In his Oscar-winning “ The Fog of War,” Morris at least got Lyndon Johnson-era Defense Secretary Robert McNamara to shoulder some of the blame for the Vietnam War quagmire. But Rumsfeld is impishly unapologetic, even as his own words are shot down by Morris’ juxtapositions with TV news footage culled from the run-up and catastrophic letdown to the 2003 Iraq invasion and subsequent U.S. occupation. Yet it’s clear that Morris’ mission isn’t to catch his subject in a Captain Queeg-style meltdown that would cause Rummy to shout “Good gracious” or “Henny-penny” and storm off the set. 

Rather, Morris is chiefly interested in the infernal meta-narrative of how those in the pinnacles of power can delude themselves for so long and so often that—perhaps—they don’t even know what the truth is anymore. This is a man seemingly without an ounce of introspection and one who surely sleeps well at night, confident he did all the right things, from his time as the youngest (44) secretary of defense, during the Gerald Ford presidency, to his Freddy Krueger-like return to the Pentagon as prime architect of the shock-and-awe Iraq and Afghanistan U.S.-led invasions.

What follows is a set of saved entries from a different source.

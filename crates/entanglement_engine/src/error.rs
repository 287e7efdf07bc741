//! Error types for the sync engine.
//!
//! Most variants are also wire types: a receiver that rejects a message
//! sends the error back to the sender as an `error` operation, and the
//! sender's response futures reject with the decoded error.

use entanglement_protocol::ProtocolError;
use serde_json::{Map, Value};
use thiserror::Error;
use uuid::Uuid;

/// Result type for sync operations.
pub type SyncResult<T> = Result<T, SyncError>;

/// Attribute names carried by error objects on the wire.
pub const ERROR_ATTRIBUTES: [&str; 4] = ["message", "transition_id", "object_type", "primary_key"];

/// Errors that can occur during synchronization.
#[derive(Error, Debug, Clone, PartialEq)]
pub enum SyncError {
    /// Malformed JSON, unknown attribute, missing primary keys or a bad flag.
    #[error("bad encoding: {0}")]
    BadEncoding(String),

    /// An authorization hook denied receipt or construction.
    #[error("unauthorized: {0}")]
    Unauthorized(String),

    /// Owner mismatch.
    #[error("bad owner: {0}")]
    BadOwner(String),

    /// Operation not supported by the registry or class.
    #[error("bad operation: {0}")]
    BadOperation(String),

    /// Object missing, typically a delete of an already deleted object.
    #[error("not found: {0}")]
    NotFound(String),

    /// A requested destination has no connection.
    #[error("not connected to {dest}")]
    NotConnected {
        /// Display name of the destination.
        dest: String,
    },

    /// Transport peer identity does not match the destination.
    #[error("wrong destination: {0}")]
    WrongDestination(String),

    /// A transient transition was terminated by a conflicting operation.
    #[error("broken transition {transition_id} of {sync_type} with keys {primary_key}")]
    BrokenTransition {
        /// The transition that broke.
        transition_id: Uuid,
        /// Type of the object in transition.
        sync_type: String,
        /// Canonical primary key of the object.
        primary_key: String,
    },

    /// A message named a type no registry knows.
    #[error("{0} is not a registered sync class")]
    UnregisteredClass(String),

    /// An error type received from a peer that this build does not know.
    #[error("remote {sync_type}: {message}")]
    Remote {
        /// Wire type name.
        sync_type: String,
        /// Message text.
        message: String,
    },

    /// Framing failure; the byte stream is no longer usable.
    #[error("protocol error: {0}")]
    Protocol(ProtocolError),

    /// Network or transport error.
    #[error("transport error: {message}")]
    Transport {
        /// Error message.
        message: String,
        /// Whether the operation can be retried.
        retryable: bool,
    },

    /// The connection or manager was closed.
    #[error("connection closed")]
    Closed,
}

impl From<ProtocolError> for SyncError {
    fn from(err: ProtocolError) -> Self {
        if err.is_framing() {
            SyncError::Protocol(err)
        } else {
            SyncError::BadEncoding(err.to_string())
        }
    }
}

impl From<std::io::Error> for SyncError {
    fn from(err: std::io::Error) -> Self {
        SyncError::transport_retryable(err.to_string())
    }
}

impl SyncError {
    /// Creates a retryable transport error.
    pub fn transport_retryable(message: impl Into<String>) -> Self {
        Self::Transport {
            message: message.into(),
            retryable: true,
        }
    }

    /// Creates a non-retryable transport error.
    pub fn transport_fatal(message: impl Into<String>) -> Self {
        Self::Transport {
            message: message.into(),
            retryable: false,
        }
    }

    /// Returns true if a connection attempt failing with this error should be retried.
    pub fn is_retryable(&self) -> bool {
        match self {
            SyncError::Transport { retryable, .. } => *retryable,
            SyncError::Closed => true,
            SyncError::WrongDestination(_) => false,
            _ => false,
        }
    }

    /// Returns true if the error makes the connection unusable.
    pub fn closes_connection(&self) -> bool {
        matches!(
            self,
            SyncError::Protocol(_) | SyncError::Transport { .. } | SyncError::Closed
        )
    }

    /// The wire type name, for errors that travel back to the sender.
    pub fn wire_type(&self) -> Option<&'static str> {
        match self {
            SyncError::BadEncoding(_) => Some("BadEncoding"),
            SyncError::Unauthorized(_) => Some("Unauthorized"),
            SyncError::BadOwner(_) => Some("BadOwner"),
            SyncError::BadOperation(_) => Some("BadOperation"),
            SyncError::NotFound(_) => Some("NotFound"),
            SyncError::NotConnected { .. } => Some("NotConnected"),
            SyncError::WrongDestination(_) => Some("WrongDestination"),
            SyncError::BrokenTransition { .. } => Some("BrokenTransition"),
            SyncError::UnregisteredClass(_) => Some("UnregisteredClass"),
            SyncError::Remote { .. }
            | SyncError::Protocol(_)
            | SyncError::Transport { .. }
            | SyncError::Closed => None,
        }
    }

    /// All wire type names, used to register the error classes.
    pub fn wire_types() -> [&'static str; 9] {
        [
            "BadEncoding",
            "Unauthorized",
            "BadOwner",
            "BadOperation",
            "NotFound",
            "NotConnected",
            "WrongDestination",
            "BrokenTransition",
            "UnregisteredClass",
        ]
    }

    /// Encodes the error's attributes for the wire.
    pub fn wire_attributes(&self) -> Map<String, Value> {
        let mut attrs = Map::new();
        match self {
            SyncError::BrokenTransition {
                transition_id,
                sync_type,
                primary_key,
            } => {
                attrs.insert("transition_id".into(), Value::String(transition_id.to_string()));
                attrs.insert("object_type".into(), Value::String(sync_type.clone()));
                attrs.insert("primary_key".into(), Value::String(primary_key.clone()));
                attrs.insert("message".into(), Value::String(self.to_string()));
            }
            SyncError::BadEncoding(m)
            | SyncError::Unauthorized(m)
            | SyncError::BadOwner(m)
            | SyncError::BadOperation(m)
            | SyncError::NotFound(m)
            | SyncError::WrongDestination(m)
            | SyncError::UnregisteredClass(m) => {
                attrs.insert("message".into(), Value::String(m.clone()));
            }
            SyncError::NotConnected { dest } => {
                attrs.insert("message".into(), Value::String(dest.clone()));
            }
            other => {
                attrs.insert("message".into(), Value::String(other.to_string()));
            }
        }
        attrs
    }

    /// Decodes an error received from a peer.
    pub fn from_wire(sync_type: &str, attrs: &Map<String, Value>) -> Self {
        let text = |key: &str| {
            attrs
                .get(key)
                .and_then(Value::as_str)
                .unwrap_or_default()
                .to_string()
        };
        let message = text("message");
        match sync_type {
            "BadEncoding" => SyncError::BadEncoding(message),
            "Unauthorized" => SyncError::Unauthorized(message),
            "BadOwner" => SyncError::BadOwner(message),
            "BadOperation" => SyncError::BadOperation(message),
            "NotFound" => SyncError::NotFound(message),
            "NotConnected" => SyncError::NotConnected { dest: message },
            "WrongDestination" => SyncError::WrongDestination(message),
            "UnregisteredClass" => SyncError::UnregisteredClass(message),
            "BrokenTransition" => match Uuid::parse_str(&text("transition_id")) {
                Ok(transition_id) => SyncError::BrokenTransition {
                    transition_id,
                    sync_type: text("object_type"),
                    primary_key: text("primary_key"),
                },
                Err(_) => SyncError::Remote {
                    sync_type: sync_type.to_string(),
                    message,
                },
            },
            _ => SyncError::Remote {
                sync_type: sync_type.to_string(),
                message,
            },
        }
    }
}

#[cfg(test)]
mod tests {
    use super::*;

    #[test]
    fn retryable_errors() {
        assert!(SyncError::transport_retryable("connection reset").is_retryable());
        assert!(!SyncError::transport_fatal("peer hash mismatch").is_retryable());
        assert!(!SyncError::WrongDestination("mismatch".into()).is_retryable());
        assert!(!SyncError::BadOwner("x".into()).is_retryable());
    }

    #[test]
    fn framing_errors_close_connection() {
        let err: SyncError = ProtocolError::UnknownCriticalFlags { flags: 2 }.into();
        assert!(err.closes_connection());

        // Payload errors reject one message only
        let err: SyncError = ProtocolError::UnknownMetaKey("_x".into()).into();
        assert!(matches!(err, SyncError::BadEncoding(_)));
        assert!(!err.closes_connection());
    }

    #[test]
    fn wire_errors_decode_to_same_variant() {
        let err = SyncError::BadOwner("sent an object belonging to someone else".into());
        let decoded = SyncError::from_wire(err.wire_type().unwrap(), &err.wire_attributes());
        assert_eq!(decoded, err);

        let err = SyncError::BrokenTransition {
            transition_id: Uuid::new_v4(),
            sync_type: "Widget".into(),
            primary_key: "[1]".into(),
        };
        let decoded = SyncError::from_wire("BrokenTransition", &err.wire_attributes());
        assert_eq!(decoded, err);
    }

    #[test]
    fn unknown_wire_type_is_remote() {
        let mut attrs = Map::new();
        attrs.insert("message".into(), Value::String("boom".into()));
        let err = SyncError::from_wire("SqlSyncError", &attrs);
        assert_eq!(
            err,
            SyncError::Remote {
                sync_type: "SqlSyncError".into(),
                message: "boom".into()
            }
        );
        assert!(err.wire_type().is_none());
    }

    #[test]
    fn error_display() {
        let err = SyncError::NotConnected {
            dest: "peer-a".into(),
        };
        assert_eq!(err.to_string(), "not connected to peer-a");
    }
}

Morris goes out of his way to humanize Rumsfeld, including humdrum details of his marriage while tracing his long career as Republican White House insider and go-to warhorse who trumpeted “peace through strength” and other hawkish mantras. We hear Morris’ off-camera questions, but the slippery answers are challenged only indirectly via news footage and period headlines, not by contrary interviews that would offer known arguments to Rumsfeld’s self-serving explanations. 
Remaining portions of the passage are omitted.